_TASK TO COMPLETE_.
Find the word "ordering" in the records and copy every line where it occurs.

_DATA FOR THE TASK_.
══════════════════════════════

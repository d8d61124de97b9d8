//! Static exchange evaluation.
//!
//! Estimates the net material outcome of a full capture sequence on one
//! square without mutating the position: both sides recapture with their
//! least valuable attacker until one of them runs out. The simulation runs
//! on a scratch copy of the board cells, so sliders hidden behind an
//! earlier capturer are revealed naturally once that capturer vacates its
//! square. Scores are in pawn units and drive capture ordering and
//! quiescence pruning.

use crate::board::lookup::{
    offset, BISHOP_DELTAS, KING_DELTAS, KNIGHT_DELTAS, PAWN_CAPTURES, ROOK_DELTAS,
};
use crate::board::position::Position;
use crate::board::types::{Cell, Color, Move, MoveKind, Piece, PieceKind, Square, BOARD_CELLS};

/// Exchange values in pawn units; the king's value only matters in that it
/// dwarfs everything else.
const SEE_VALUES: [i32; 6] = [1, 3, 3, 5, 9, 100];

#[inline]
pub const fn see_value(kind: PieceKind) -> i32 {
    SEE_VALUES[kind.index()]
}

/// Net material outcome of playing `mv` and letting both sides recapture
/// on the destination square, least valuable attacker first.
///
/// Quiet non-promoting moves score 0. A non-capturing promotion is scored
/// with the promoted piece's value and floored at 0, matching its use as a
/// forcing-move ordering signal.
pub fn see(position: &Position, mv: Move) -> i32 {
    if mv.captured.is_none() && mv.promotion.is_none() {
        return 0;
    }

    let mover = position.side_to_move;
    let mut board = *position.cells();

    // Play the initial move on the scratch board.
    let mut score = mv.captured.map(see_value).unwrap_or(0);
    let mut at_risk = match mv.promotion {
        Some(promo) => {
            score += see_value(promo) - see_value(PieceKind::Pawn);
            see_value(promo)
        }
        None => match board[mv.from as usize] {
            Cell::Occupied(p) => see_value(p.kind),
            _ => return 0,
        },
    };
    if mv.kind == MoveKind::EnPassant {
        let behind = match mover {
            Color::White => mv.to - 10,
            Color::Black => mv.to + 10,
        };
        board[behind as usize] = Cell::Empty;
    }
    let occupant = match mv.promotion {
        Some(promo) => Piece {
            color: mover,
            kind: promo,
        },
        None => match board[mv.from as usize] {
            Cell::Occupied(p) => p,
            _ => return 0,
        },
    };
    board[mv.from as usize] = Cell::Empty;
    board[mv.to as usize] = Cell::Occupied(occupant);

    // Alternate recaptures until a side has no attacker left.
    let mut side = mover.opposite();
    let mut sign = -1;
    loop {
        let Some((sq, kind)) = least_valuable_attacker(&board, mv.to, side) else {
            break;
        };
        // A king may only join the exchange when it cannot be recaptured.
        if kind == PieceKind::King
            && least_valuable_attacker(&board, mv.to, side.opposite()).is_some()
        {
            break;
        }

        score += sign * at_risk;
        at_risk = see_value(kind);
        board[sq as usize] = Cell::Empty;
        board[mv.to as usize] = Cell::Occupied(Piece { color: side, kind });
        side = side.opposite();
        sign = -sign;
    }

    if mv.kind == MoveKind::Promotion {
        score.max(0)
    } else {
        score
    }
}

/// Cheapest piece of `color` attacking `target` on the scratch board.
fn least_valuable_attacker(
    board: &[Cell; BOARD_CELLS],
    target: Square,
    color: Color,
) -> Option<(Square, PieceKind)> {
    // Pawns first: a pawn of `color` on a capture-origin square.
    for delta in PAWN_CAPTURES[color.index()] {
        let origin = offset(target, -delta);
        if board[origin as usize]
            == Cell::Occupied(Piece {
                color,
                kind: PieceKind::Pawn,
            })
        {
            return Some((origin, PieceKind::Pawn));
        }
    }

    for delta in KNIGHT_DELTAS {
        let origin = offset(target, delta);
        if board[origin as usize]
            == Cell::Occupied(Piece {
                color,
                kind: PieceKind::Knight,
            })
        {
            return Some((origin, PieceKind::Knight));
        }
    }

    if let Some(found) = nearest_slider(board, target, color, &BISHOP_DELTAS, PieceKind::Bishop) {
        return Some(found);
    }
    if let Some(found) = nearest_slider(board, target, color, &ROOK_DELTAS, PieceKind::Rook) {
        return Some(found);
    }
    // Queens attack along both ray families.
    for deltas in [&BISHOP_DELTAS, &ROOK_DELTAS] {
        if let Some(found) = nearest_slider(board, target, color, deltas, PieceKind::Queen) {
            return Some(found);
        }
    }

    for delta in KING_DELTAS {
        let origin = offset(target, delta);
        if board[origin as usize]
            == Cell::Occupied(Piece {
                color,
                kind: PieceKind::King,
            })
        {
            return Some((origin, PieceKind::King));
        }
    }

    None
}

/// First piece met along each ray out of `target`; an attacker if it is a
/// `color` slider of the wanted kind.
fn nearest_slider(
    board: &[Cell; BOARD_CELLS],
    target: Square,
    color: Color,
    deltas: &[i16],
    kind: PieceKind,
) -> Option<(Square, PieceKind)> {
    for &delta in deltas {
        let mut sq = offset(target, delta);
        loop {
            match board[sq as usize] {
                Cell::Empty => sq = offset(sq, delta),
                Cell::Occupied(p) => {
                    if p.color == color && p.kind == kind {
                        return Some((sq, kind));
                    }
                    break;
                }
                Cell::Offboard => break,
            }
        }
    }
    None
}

══════════════════════════════

_ANSWER SPACE_.
//! square. Scores are in pawn units and drive capture ordering and
/// forcing-move ordering signal.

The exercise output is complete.